▶ [Problem details]: Scan each line of the records for the word "rendered" and extract the ones that have it.

── Exercise materials

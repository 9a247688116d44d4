//! Headless-browser fetches through a W3C WebDriver server.
//!
//! Some sources render their listings client-side, so the markup returned by a
//! plain GET has no article links. For those, a [`BrowserSession`] drives a
//! browser via chromedriver / msedgedriver / geckodriver, waits for a content
//! marker to appear, and returns the rendered page source.
//!
//! One session is opened per run and must be released with
//! [`BrowserSession::close`]. If a session is dropped without being closed, a
//! best-effort delete is sent in the background.
//!
//! # Protocol
//!
//! | Step | Request |
//! |------|---------|
//! | open | `POST /session` |
//! | navigate | `POST /session/{id}/url` |
//! | wait for marker | `POST /session/{id}/element` (polled) |
//! | read markup | `GET /session/{id}/source` |
//! | close | `DELETE /session/{id}` |

use super::Page;
use crate::config::{BrowserConfig, BrowserKind};
use crate::error::FetchError;
use reqwest::Method;
use serde::Deserialize;
use serde_json::{Value, json};
use std::time::Duration;
use tokio::sync::Mutex;
use tokio::time::{Instant, sleep};
use tracing::{debug, error, info, instrument, warn};

const HEADLESS_ARGS: [&str; 3] = ["--headless", "--disable-gpu", "--no-sandbox"];

#[derive(Debug, Deserialize)]
struct WireResponse {
    value: Value,
}

/// Error object carried in the `value` of a failed WebDriver command.
#[derive(Debug, Deserialize)]
struct WireError {
    error: String,
    #[serde(default)]
    message: String,
}

#[derive(Debug)]
pub struct BrowserSession {
    client: reqwest::Client,
    base_url: String,
    session_id: String,
    poll_interval: Duration,
    /// One navigation at a time: the session has a single active tab.
    navigation: Mutex<()>,
    closed: bool,
}

impl BrowserSession {
    /// Open a new headless session.
    #[instrument(level = "info", skip_all, fields(webdriver = %config.webdriver_url))]
    pub async fn start(config: &BrowserConfig) -> Result<Self, FetchError> {
        let client = reqwest::Client::new();
        let base_url = config.webdriver_url.trim_end_matches('/').to_string();
        let body = json!({ "capabilities": { "alwaysMatch": capabilities(config.browser) } });

        let response = client
            .post(format!("{base_url}/session"))
            .json(&body)
            .send()
            .await
            .map_err(|e| FetchError::SessionLost(format!("WebDriver unreachable: {e}")))?;
        let status = response.status();
        let wire: WireResponse = response.json().await?;
        if !status.is_success() {
            return Err(FetchError::SessionLost(format!(
                "could not create session: {}",
                wire.value
            )));
        }
        let session_id = wire
            .value
            .get("sessionId")
            .and_then(Value::as_str)
            .ok_or_else(|| FetchError::WebDriver("session response without sessionId".into()))?
            .to_string();

        info!(%session_id, browser = ?config.browser, "Browser session started");
        Ok(Self {
            client,
            base_url,
            session_id,
            poll_interval: Duration::from_millis(config.poll_interval_ms.max(10)),
            navigation: Mutex::new(()),
            closed: false,
        })
    }

    /// Navigate to `url`, wait up to `timeout` for `marker`, and return the
    /// rendered markup.
    #[instrument(level = "info", skip(self, timeout))]
    pub async fn load(
        &self,
        url: &str,
        marker: &str,
        timeout: Duration,
    ) -> Result<Page, FetchError> {
        let _guard = self.navigation.lock().await;
        self.command(Method::POST, "url", Some(json!({ "url": url }))).await?;
        self.wait_for(marker, timeout).await?;
        let source = self.command(Method::GET, "source", None).await?;
        let html = source
            .as_str()
            .ok_or_else(|| FetchError::WebDriver("page source is not a string".into()))?
            .to_string();
        debug!(bytes = html.len(), "Read rendered page");
        Ok(Page::new(url, html))
    }

    async fn wait_for(&self, marker: &str, timeout: Duration) -> Result<(), FetchError> {
        let deadline = Instant::now() + timeout;
        let locator = json!({ "using": "css selector", "value": marker });
        loop {
            match self.raw_command(Method::POST, "element", Some(locator.clone())).await? {
                Ok(_) => return Ok(()),
                Err(wire) if wire.error == "no such element" => {}
                Err(wire) => return Err(classify(wire)),
            }
            if Instant::now() >= deadline {
                warn!(%marker, ?timeout, "Marker did not appear");
                return Err(FetchError::NotFound(marker.to_string()));
            }
            sleep(self.poll_interval).await;
        }
    }

    async fn command(
        &self,
        method: Method,
        path: &str,
        body: Option<Value>,
    ) -> Result<Value, FetchError> {
        self.raw_command(method, path, body).await?.map_err(classify)
    }

    /// Outer error: transport failure. Inner error: the driver answered with
    /// a WebDriver error object.
    async fn raw_command(
        &self,
        method: Method,
        path: &str,
        body: Option<Value>,
    ) -> Result<Result<Value, WireError>, FetchError> {
        let url = format!("{}/session/{}/{}", self.base_url, self.session_id, path);
        let mut request = self.client.request(method, &url);
        if let Some(body) = body {
            request = request.json(&body);
        }
        let response = request.send().await.map_err(|e| {
            if e.is_connect() {
                FetchError::SessionLost(format!("WebDriver connection lost: {e}"))
            } else {
                FetchError::Http(e)
            }
        })?;
        let status = response.status();
        let wire: WireResponse = response.json().await?;
        if status.is_success() {
            Ok(Ok(wire.value))
        } else {
            let err = serde_json::from_value::<WireError>(wire.value.clone()).unwrap_or(WireError {
                error: "unknown error".to_string(),
                message: wire.value.to_string(),
            });
            Ok(Err(err))
        }
    }

    /// End the session and release the browser.
    #[instrument(level = "info", skip_all, fields(session_id = %self.session_id))]
    pub async fn close(mut self) {
        let url = format!("{}/session/{}", self.base_url, self.session_id);
        match self.client.delete(&url).send().await {
            Ok(_) => info!("Browser session closed"),
            Err(e) => error!(error = %e, "Failed to close browser session"),
        }
        self.closed = true;
    }
}

impl Drop for BrowserSession {
    fn drop(&mut self) {
        if self.closed {
            return;
        }
        warn!(
            session_id = %self.session_id,
            "Browser session dropped without close; deleting in background"
        );
        let url = format!("{}/session/{}", self.base_url, self.session_id);
        let client = self.client.clone();
        if let Ok(handle) = tokio::runtime::Handle::try_current() {
            handle.spawn(async move {
                let _ = client.delete(&url).send().await;
            });
        }
    }
}

fn capabilities(browser: BrowserKind) -> Value {
    match browser {
        BrowserKind::Chrome => json!({
            "browserName": "chrome",
            "goog:chromeOptions": { "args": HEADLESS_ARGS },
        }),
        BrowserKind::Edge => json!({
            "browserName": "MicrosoftEdge",
            "ms:edgeOptions": { "args": HEADLESS_ARGS },
        }),
        BrowserKind::Firefox => json!({
            "browserName": "firefox",
            "moz:firefoxOptions": { "args": ["-headless"] },
        }),
    }
}

fn classify(wire: WireError) -> FetchError {
    match wire.error.as_str() {
        "invalid session id" | "session not created" | "no such window" => {
            FetchError::SessionLost(format!("{}: {}", wire.error, wire.message))
        }
        "no such element" => FetchError::NotFound(wire.message),
        _ => FetchError::WebDriver(format!("{}: {}", wire.error, wire.message)),
    }
}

────

▶ [Task solution]:
//! marker to appear, and returns the rendered page source.
    /// rendered markup.
        debug!(bytes = html.len(), "Read rendered page");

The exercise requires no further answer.